AMD recently launched a new open-source initiative called GPUOpen, a new philosophy backed by optimized software that's specifically designed to let developers harness more graphical power regardless of platform--PC or console. Team Red will discuss GPUOpen at GDC 2016 in March, and open up about the new project and how it'll shake up the world of gaming.
GPUOpen is essentially AMD's answer to NVIDIA's GameWorks, and will give devs more power over GPU integration and provide them with a wealth of tools, effects, SDKs, and a huge collaborative network of open-source software and connections with other developers. AMD also wants to use GPUOpen to remove the hardware limitation disparity between PC and consoles by giving "open and unrestricted access" to graphics hardware.

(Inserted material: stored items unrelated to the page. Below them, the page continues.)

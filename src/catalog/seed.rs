//! Seed data for the vendor store.
//!
//! The plugin ships with a bundled vendor list. A `vendors_file` option points
//! at a JSON file of the same shape to replace it.

use super::store::VendorStore;
use crate::domain::{Result, Vendor, VendorizerError};
use std::path::Path;

const BUNDLED_VENDORS: &str = include_str!("../../data/vendors.json");

/// Parses a JSON array of vendor records.
///
/// # Errors
///
/// Returns [`VendorizerError::Config`] when the document is not a vendor list and
/// [`VendorizerError::DuplicateVendor`] when two records share an identifier.
pub fn parse_vendors(raw: &str) -> Result<VendorStore> {
    let vendors: Vec<Vendor> = serde_json::from_str(raw)
        .map_err(|e| VendorizerError::Config(format!("Invalid vendor seed data: {e}")))?;
    VendorStore::new(vendors)
}

/// Loads the bundled vendor list.
///
/// # Errors
///
/// Only fails if the bundled document itself is malformed.
pub fn bundled() -> Result<VendorStore> {
    parse_vendors(BUNDLED_VENDORS)
}

/// Loads vendors from `path`.
///
/// # Errors
///
/// Returns an I/O error if the file can't be read, otherwise as [`parse_vendors`].
#[tracing::instrument(level = "debug", fields(path = %path.display()))]
pub fn from_file(path: &Path) -> Result<VendorStore> {
    let raw = std::fs::read_to_string(path)?;
    let store = parse_vendors(&raw)?;
    tracing::debug!(vendor_count = store.len(), "loaded vendor seed file");
    Ok(store)
}

/// Loads the override file when given, falling back to the bundled list if it
/// is missing or invalid.
#[must_use]
pub fn load(override_path: Option<&Path>) -> VendorStore {
    if let Some(path) = override_path {
        match from_file(path) {
            Ok(store) => return store,
            Err(e) => {
                tracing::warn!(path = %path.display(), error = %e, "falling back to bundled vendors");
            }
        }
    }
    bundled().unwrap_or_else(|e| {
        tracing::error!(error = %e, "bundled vendor list is invalid");
        VendorStore::default()
    })
}
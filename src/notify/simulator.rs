//! Notification simulator.
//!
//! Each send moves through `Confirming → Sending → terminal`. Confirmation is the
//! caller's job; this module starts at `Sending`, writes the Pending log entry on
//! entry, and resolves it once the simulated latency has elapsed.
//!
//! Latency is modelled as absolute deadlines. The host calls [`Notifier::advance`]
//! whenever a timer fires, and every send whose deadline has passed is resolved in
//! deadline order. Single sends to different vendors overlap freely; a vendor
//! that is already in flight cannot be sent to again, and only one bulk run can
//! exist at a time.
//!
//! # Bulk arithmetic
//!
//! A bulk run hands each recipient to the transport one per item delay, then
//! reports `floor(total * rate / 100)` successes. The split is arithmetic, not
//! drawn per recipient. A transport error aborts the run and fails the entry.

use super::history::LogWriter;
use super::transport::{Delivery, MailTransport};
use crate::domain::{
    EmailLogEntry, EmailStatus, Result, Vendor, VendorizerError, BULK_VENDOR_ID,
};
use chrono::{DateTime, Duration, Utc};
use std::collections::BTreeMap;

const SINGLE_PENDING: &str = "Email sending in progress...";
const SINGLE_SENT: &str = "Email sent successfully";
const SINGLE_FAILED: &str = "Email delivery failed";
const BULK_PENDING: &str = "Bulk email sending in progress...";

/// Longest simulated latency, in milliseconds. Longer delays are cut to this.
pub const MAX_DELAY_MS: u64 = 60 * 60 * 1000;

/// Timing and outcome knobs for the simulator.
#[derive(Debug, Clone, Copy, PartialEq, Eq)]
pub struct NotifierConfig {
    /// Latency of a single send.
    pub send_delay_ms: u64,
    /// Delay between bulk recipients.
    pub bulk_item_delay_ms: u64,
    /// Percentage of a bulk run counted as delivered.
    pub success_rate: u8,
}

impl Default for NotifierConfig {
    fn default() -> Self {
        Self {
            send_delay_ms: 2_000,
            bulk_item_delay_ms: 100,
            success_rate: 90,
        }
    }
}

"GPUOpen is a new philosophy spearheaded by AMD that aims to bridge the gap between console and PC game development by allowing optimal access to the GPU for developers," reads a statement provided by AMD. "GPUOpen is a portal to effects, SDKs, libraries and tools that provides various levels of GPU access and functionalities for real-time graphics and content creation. GPUOpen marks the beginning of a new era where developers are able to achieve their artistic and technical vision via open and unrestricted access to the GPU."
It'll be extremely interesting to see what AMD has to show at GDC, especially given the new program has far-reaching implications that can dramatically revolutionize console graphics. While it's unlikely that traditional consoles will tap PC-level hardware due to manufacturing costs, it's still great to see AMD laying the framework for improved stability and GPU performance for console devs.
Then again, AMD is expected to power the next-gen PS5 and Xbox Two consoles, so we may see GPUOpen and Team Red's new Zen APU converge to make a high-powered console gaming experience.
GDC 2016 is held from March 14-18, and AMD's senior manager Nicolas Thibieroz and developer technology engineer Jason Stewart will helm the GPUOpen event.